Ces échanges aux échelons local et national permettent de partager l'information sur les individus et de rendre des arbitrages pour confier leur suivi à tel ou tel service, ou diffuser l'information à tous les services. Lorsqu'un individu comme M. Elong Abé communique avec des gens, les services en sont informés et essaient d'identifier ses contacts, qui font l'objet de recherches et d'investigations. Les services se partagent le travail, sous la conduite d'un service leader, en l'espèce le renseignement pénitentiaire, et échangent leurs informations pour être aussi efficaces que possible.

Certes, le risque zéro n'existe pas, mais nous avons considérablement progressé en matière de partage de renseignement entre les services. Nous partons de très loin et de nombreux progrès restent à faire, mais beaucoup a été fait. Nous avons d'ailleurs déjoué une quarantaine d'attentats ces dernières années – non de simples intentions, mais des projets ayant atteint un degré élevé d'aboutissement –, ce dont il faut se féliciter.

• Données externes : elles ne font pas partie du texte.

//! Homography fitting and bounding-region derivation.
//!
//! Matched keypoints are geometrically verified by fitting a projective
//! transform from logo coordinates to candidate-image coordinates with a
//! RANSAC loop around a normalized DLT solve. Fitting failure is reported as
//! an explicit [`FitError`] value, never as a panic: callers treat it as
//! reduced information (no bounding box), not as a failed verdict.

use crate::trace::{trace_event, trace_span};
use crate::util::math::solve_linear;
use serde::{Deserialize, Serialize};
use thiserror::Error;

const PIVOT_EPS: f64 = 1e-10;

/// Axis-aligned bounding box in candidate-image pixel coordinates.
#[derive(Debug, Clone, Copy, PartialEq, Eq, Serialize, Deserialize)]
pub struct BoundingBox {
    /// Left edge.
    pub x: i32,
    /// Top edge.
    pub y: i32,
    /// Box width.
    pub width: i32,
    /// Box height.
    pub height: i32,
}

/// 3x3 projective transform, row-major, mapping logo points to candidate
/// points.
#[derive(Debug, Clone, Copy, PartialEq)]
pub struct Homography {
    h: [f64; 9],
}

impl Homography {
    /// Creates a homography from a row-major 3x3 matrix.
    pub fn new(h: [f64; 9]) -> Self {
        Self { h }
    }

    /// Returns the row-major matrix entries.
    pub fn matrix(&self) -> &[f64; 9] {
        &self.h
    }

    /// Projects a point, or returns `None` if it maps to infinity.
    pub fn project(&self, x: f64, y: f64) -> Option<(f64, f64)> {
        let h = &self.h;
        let w = h[6] * x + h[7] * y + h[8];
        if w.abs() < PIVOT_EPS {
            return None;
        }
        let u = (h[0] * x + h[1] * y + h[2]) / w;
        let v = (h[3] * x + h[4] * y + h[5]) / w;
        Some((u, v))
    }

    /// Squared reprojection error for one correspondence, or `None` if the
    /// source point maps to infinity.
    fn reprojection_error_sq(&self, src: (f32, f32), dst: (f32, f32)) -> Option<f64> {
        let (u, v) = self.project(f64::from(src.0), f64::from(src.1))?;
        let du = u - f64::from(dst.0);
        let dv = v - f64::from(dst.1);
        Some(du * du + dv * dv)
    }
}

/// Why a homography could not be fitted.
#[derive(Debug, Error, PartialEq, Eq)]
pub enum FitError {
    /// Fewer than the 4 correspondences a projective fit requires.
    #[error("too few correspondences: got {got}, need at least 4")]
    TooFewPoints {
        /// Number of correspondences supplied.
        got: usize,
    },
    /// The point configuration is degenerate (collinear or coincident).
    #[error("degenerate point configuration")]
    Degenerate,
    /// No model reached the minimum consensus of 4 inliers.
    #[error("no consensus reached")]
    NoConsensus,
}

/// RANSAC configuration for the homography fit.
#[derive(Debug, Clone, Copy)]
pub struct RansacParams {
    /// Maximum sampling iterations.
    pub max_iterations: usize,
    /// Reprojection tolerance in pixels for counting inliers.
    pub inlier_threshold: f64,
    /// Seed for the deterministic sampler.
    pub seed: u64,
}

impl Default for RansacParams {
    fn default() -> Self {
        Self {
            max_iterations: 1000,
            inlier_threshold: 5.0,
            seed: 0xC0FF_EE11,
        }
    }
}

/// Fits a homography mapping `src` points onto `dst` points with RANSAC,
/// then refits on the consensus set by least squares.
///
/// Deterministic for identical inputs and parameters.
pub fn estimate_homography(
    src: &[(f32, f32)],
    dst: &[(f32, f32)],
    params: &RansacParams,
) -> Result<Homography, FitError> {
    let n = src.len().min(dst.len());
    if n < 4 {
        return Err(FitError::TooFewPoints { got: n });
    }
    let src = &src[..n];
    let dst = &dst[..n];

    let _span = trace_span!("estimate_homography", points = n).entered();

    if n == 4 {
        return dlt(src, dst).ok_or(FitError::Degenerate);
    }

    let threshold_sq = params.inlier_threshold * params.inlier_threshold;
    let mut rng = Xorshift64::new(params.seed);
    let mut best_model: Option<Homography> = None;
    let mut best_inliers = 0usize;

    for _ in 0..params.max_iterations {
        let sample = sample_four(&mut rng, n);
        let sample_src = [src[sample[0]], src[sample[1]], src[sample[2]], src[sample[3]]];
        let sample_dst = [dst[sample[0]], dst[sample[1]], dst[sample[2]], dst[sample[3]]];
        let Some(model) = dlt(&sample_src, &sample_dst) else {
            continue;
        };

        let inliers = count_inliers(&model, src, dst, threshold_sq);
        if inliers > best_inliers {
            best_inliers = inliers;
            best_model = Some(model);
            if inliers == n {
                break;
            }
        }
    }

    let Some(model) = best_model else {
        return Err(FitError::NoConsensus);
    };
    if best_inliers < 4 {
        return Err(FitError::NoConsensus);
    }
    trace_event!("ransac_consensus", inliers = best_inliers, total = n);

    // Least-squares refit over the consensus set; keep the minimal model if
    // the refit turns out degenerate.
    let mut inlier_src = Vec::with_capacity(best_inliers);
    let mut inlier_dst = Vec::with_capacity(best_inliers);
    for i in 0..n {
        if let Some(err) = model.reprojection_error_sq(src[i], dst[i]) {
            if err <= threshold_sq {
                inlier_src.push(src[i]);
                inlier_dst.push(dst[i]);
            }
        }
    }
    Ok(dlt(&inlier_src, &inlier_dst).unwrap_or(model))
}

/// Projects the logo's four corners through the homography and returns the
/// axis-aligned bounds, or `None` if any corner maps to infinity.
pub fn projected_bounds(model: &Homography, logo_width: usize, logo_height: usize) -> Option<BoundingBox> {
    let w = (logo_width.max(1) - 1) as f64;
    let h = (logo_height.max(1) - 1) as f64;
    let corners = [(0.0, 0.0), (0.0, h), (w, h), (w, 0.0)];

    let mut min_x = f64::INFINITY;
    let mut min_y = f64::INFINITY;
    let mut max_x = f64::NEG_INFINITY;
    let mut max_y = f64::NEG_INFINITY;
    for (cx, cy) in corners {
        let (u, v) = model.project(cx, cy)?;
        min_x = min_x.min(u);
        min_y = min_y.min(v);
        max_x = max_x.max(u);
        max_y = max_y.max(v);
    }

    let x = min_x.floor() as i32;
    let y = min_y.floor() as i32;
    Some(BoundingBox {
        x,
        y,
        width: (max_x - f64::from(x)) as i32,
        height: (max_y - f64::from(y)) as i32,
    })
}

fn count_inliers(
    model: &Homography,
    src: &[(f32, f32)],
    dst: &[(f32, f32)],
    threshold_sq: f64,
) -> usize {
    src.iter()
        .zip(dst)
        .filter(|(&s, &d)| {
            model
                .reprojection_error_sq(s, d)
                .is_some_and(|err| err <= threshold_sq)
        })
        .count()
}

/// Direct linear transform with Hartley normalization. Solves the normal
/// equations of the 2n x 8 system with `h33 = 1`.
fn dlt(src: &[(f32, f32)], dst: &[(f32, f32)]) -> Option<Homography> {
    let n = src.len();
    if n < 4 {
        return None;
    }
    let (t_src, norm_src) = normalize(src)?;
    let (t_dst, norm_dst) = normalize(dst)?;

    // Accumulate A^T A and A^T b directly; A has two rows per point.
    let mut ata = [0.0f64; 64];
    let mut atb = [0.0f64; 8];
    for i in 0..n {
        let (x, y) = norm_src[i];
        let (u, v) = norm_dst[i];
        let rows = [
            ([x, y, 1.0, 0.0, 0.0, 0.0, -u * x, -u * y], u),
            ([0.0, 0.0, 0.0, x, y, 1.0, -v * x, -v * y], v),
        ];
        for (row, rhs) in rows {
            for r in 0..8 {
                for c in 0..8 {
                    ata[r * 8 + c] += row[r] * row[c];
                }
                atb[r] += row[r] * rhs;
            }
        }
    }

    let solution = solve_linear(&mut ata, &mut atb, 8, PIVOT_EPS)?;
    let h_norm = [
        solution[0],
        solution[1],
        solution[2],
        solution[3],
        solution[4],
        solution[5],
        solution[6],
        solution[7],
        1.0,
    ];

    // Denormalize: H = T_dst^-1 * H_norm * T_src.
    let t_dst_inv = invert_similarity(t_dst);
    let h = mat3_mul(&mat3_mul(&t_dst_inv, &h_norm), &t_src);
    if h[8].abs() < PIVOT_EPS {
        return None;
    }
    let mut scaled = [0.0f64; 9];
    for (out, value) in scaled.iter_mut().zip(h) {
        *out = value / h[8];
    }
    Some(Homography::new(scaled))
}

/// Similarity transform moving the centroid to the origin with mean distance
/// sqrt(2), plus the transformed points. `None` for coincident points.
fn normalize(points: &[(f32, f32)]) -> Option<([f64; 9], Vec<(f64, f64)>)> {
    let n = points.len() as f64;
    let (mut cx, mut cy) = (0.0f64, 0.0f64);
    for &(x, y) in points {
        cx += f64::from(x);
        cy += f64::from(y);
    }
    cx /= n;
    cy /= n;

    let mut mean_dist = 0.0f64;
    for &(x, y) in points {
        let dx = f64::from(x) - cx;
        let dy = f64::from(y) - cy;
        mean_dist += (dx * dx + dy * dy).sqrt();
    }
    mean_dist /= n;
    if mean_dist < PIVOT_EPS {
        return None;
    }
    let scale = std::f64::consts::SQRT_2 / mean_dist;

    let transform = [scale, 0.0, -scale * cx, 0.0, scale, -scale * cy, 0.0, 0.0, 1.0];
    let transformed = points
        .iter()
        .map(|&(x, y)| {
            (
                scale * (f64::from(x) - cx),
                scale * (f64::from(y) - cy),
            )
        })
        .collect();
    Some((transform, transformed))
}

/// Inverse of a `[s, 0, tx; 0, s, ty; 0, 0, 1]` similarity transform.
fn invert_similarity(t: [f64; 9]) -> [f64; 9] {
    let s = t[0];
    [
        1.0 / s,
        0.0,
        -t[2] / s,
        0.0,
        1.0 / s,
        -t[5] / s,
        0.0,
        0.0,
        1.0,
    ]
}

fn mat3_mul(a: &[f64; 9], b: &[f64; 9]) -> [f64; 9] {
    let mut out = [0.0f64; 9];
    for r in 0..3 {
        for c in 0..3 {
            let mut acc = 0.0;
            for k in 0..3 {
                acc += a[r * 3 + k] * b[k * 3 + c];
            }
            out[r * 3 + c] = acc;
        }
    }
    out
}

/// Small deterministic generator for RANSAC sampling (xorshift64).
struct Xorshift64 {
    state: u64,
}

impl Xorshift64 {
    fn new(seed: u64) -> Self {
        Self {
            state: seed.max(1),
        }
    }

    fn next_below(&mut self, bound: usize) -> usize {
        self.state ^= self.state << 13;
        self.state ^= self.state >> 7;
        self.state ^= self.state << 17;
        (self.state % bound as u64) as usize
    }
}

fn sample_four(rng: &mut Xorshift64, n: usize) -> [usize; 4] {
    let mut sample = [0usize; 4];
    let mut filled = 0usize;
    while filled < 4 {
        let idx = rng.next_below(n);
        if !sample[..filled].contains(&idx) {
            sample[filled] = idx;
            filled += 1;
        }
    }
    sample
}

#[cfg(test)]
mod tests {
    use super::{
        estimate_homography, projected_bounds, FitError, Homography, RansacParams,
    };

    fn apply(h: &Homography, p: (f32, f32)) -> (f32, f32) {
        let (u, v) = h.project(f64::from(p.0), f64::from(p.1)).unwrap();
        (u as f32, v as f32)
    }

    fn grid_points() -> Vec<(f32, f32)> {
        let mut points = Vec::new();
        for y in 0..5 {
            for x in 0..5 {
                points.push((x as f32 * 20.0 + 3.0, y as f32 * 15.0 + 7.0));
            }
        }
        points
    }

    #[test]
    fn recovers_pure_translation() {
        let src = grid_points();
        let dst: Vec<_> = src.iter().map(|&(x, y)| (x + 40.0, y - 12.5)).collect();
        let h = estimate_homography(&src, &dst, &RansacParams::default()).unwrap();
        for (&s, &d) in src.iter().zip(&dst) {
            let (u, v) = apply(&h, s);
            assert!((u - d.0).abs() < 0.5 && (v - d.1).abs() < 0.5);
        }
    }

    #[test]
    fn recovers_rotation_with_outliers() {
        let src = grid_points();
        let angle = 0.35f32;
        let (sin, cos) = angle.sin_cos();
        let mut dst: Vec<_> = src
            .iter()
            .map(|&(x, y)| (cos * x - sin * y + 50.0, sin * x + cos * y + 20.0))
            .collect();
        // Plant gross outliers on a quarter of the correspondences.
        for i in (0..dst.len()).step_by(4) {
            dst[i].0 += 300.0;
            dst[i].1 -= 250.0;
        }
        let h = estimate_homography(&src, &dst, &RansacParams::default()).unwrap();
        let mut inliers = 0;
        for (i, (&s, _)) in src.iter().zip(&dst).enumerate() {
            if i % 4 == 0 {
                continue;
            }
            let expected = (cos * s.0 - sin * s.1 + 50.0, sin * s.0 + cos * s.1 + 20.0);
            let (u, v) = apply(&h, s);
            if (u - expected.0).abs() < 1.0 && (v - expected.1).abs() < 1.0 {
                inliers += 1;
            }
        }
        assert!(inliers >= 17, "only {inliers} inliers recovered");
    }

    #[test]
    fn too_few_points_is_an_error() {
        let pts = [(0.0, 0.0), (1.0, 0.0), (0.0, 1.0)];
        assert_eq!(
            estimate_homography(&pts, &pts, &RansacParams::default()),
            Err(FitError::TooFewPoints { got: 3 })
        );
    }

    #[test]
    fn collinear_points_are_degenerate() {
        let src = [(0.0, 0.0), (1.0, 1.0), (2.0, 2.0), (3.0, 3.0)];
        let dst = [(0.0, 0.0), (2.0, 2.0), (4.0, 4.0), (6.0, 6.0)];
        assert_eq!(
            estimate_homography(&src, &dst, &RansacParams::default()),
            Err(FitError::Degenerate)
        );
    }

    #[test]
    fn identity_bounds_cover_the_logo() {
        let identity = Homography::new([1.0, 0.0, 0.0, 0.0, 1.0, 0.0, 0.0, 0.0, 1.0]);
        let bbox = projected_bounds(&identity, 100, 60).unwrap();
        assert_eq!(bbox.x, 0);
        assert_eq!(bbox.y, 0);
        assert_eq!(bbox.width, 99);
        assert_eq!(bbox.height, 59);
    }

    #[test]
    fn translated_bounds_shift_accordingly() {
        let shift = Homography::new([1.0, 0.0, 25.0, 0.0, 1.0, -10.0, 0.0, 0.0, 1.0]);
        let bbox = projected_bounds(&shift, 50, 50).unwrap();
        assert_eq!(bbox.x, 25);
        assert_eq!(bbox.y, -10);
        assert_eq!(bbox.width, 49);
        assert_eq!(bbox.height, 49);
    }

    #[test]
    fn estimation_is_deterministic() {
        let src = grid_points();
        let dst: Vec<_> = src.iter().map(|&(x, y)| (x * 1.3 + 5.0, y * 1.3 - 2.0)).collect();
        let params = RansacParams::default();
        let a = estimate_homography(&src, &dst, &params).unwrap();
        let b = estimate_homography(&src, &dst, &params).unwrap();
        assert_eq!(a.matrix(), b.matrix());
    }
}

Enfin, il faut garder à l'esprit qu'une centaine de détenus TIS sortent de détention chaque année. Ils font l'objet systématiquement d'un suivi par les services de renseignement, notamment dans le cadre des mesures individuelles de contrôle administratif et de surveillance (Micas) créées par la loi du 30 octobre 2017 renforçant la sécurité intérieure et la lutte contre le terrorisme, ou d'un suivi technique. Ils ne sont pas laissés dans la nature. M. Elong Abé devait sortir de détention à la fin de l'année 2023. À ce titre, sa prise en charge faisait l'objet d'échanges d'informations entre les services, comme le directeur général de la sécurité intérieure a dû vous le confirmer.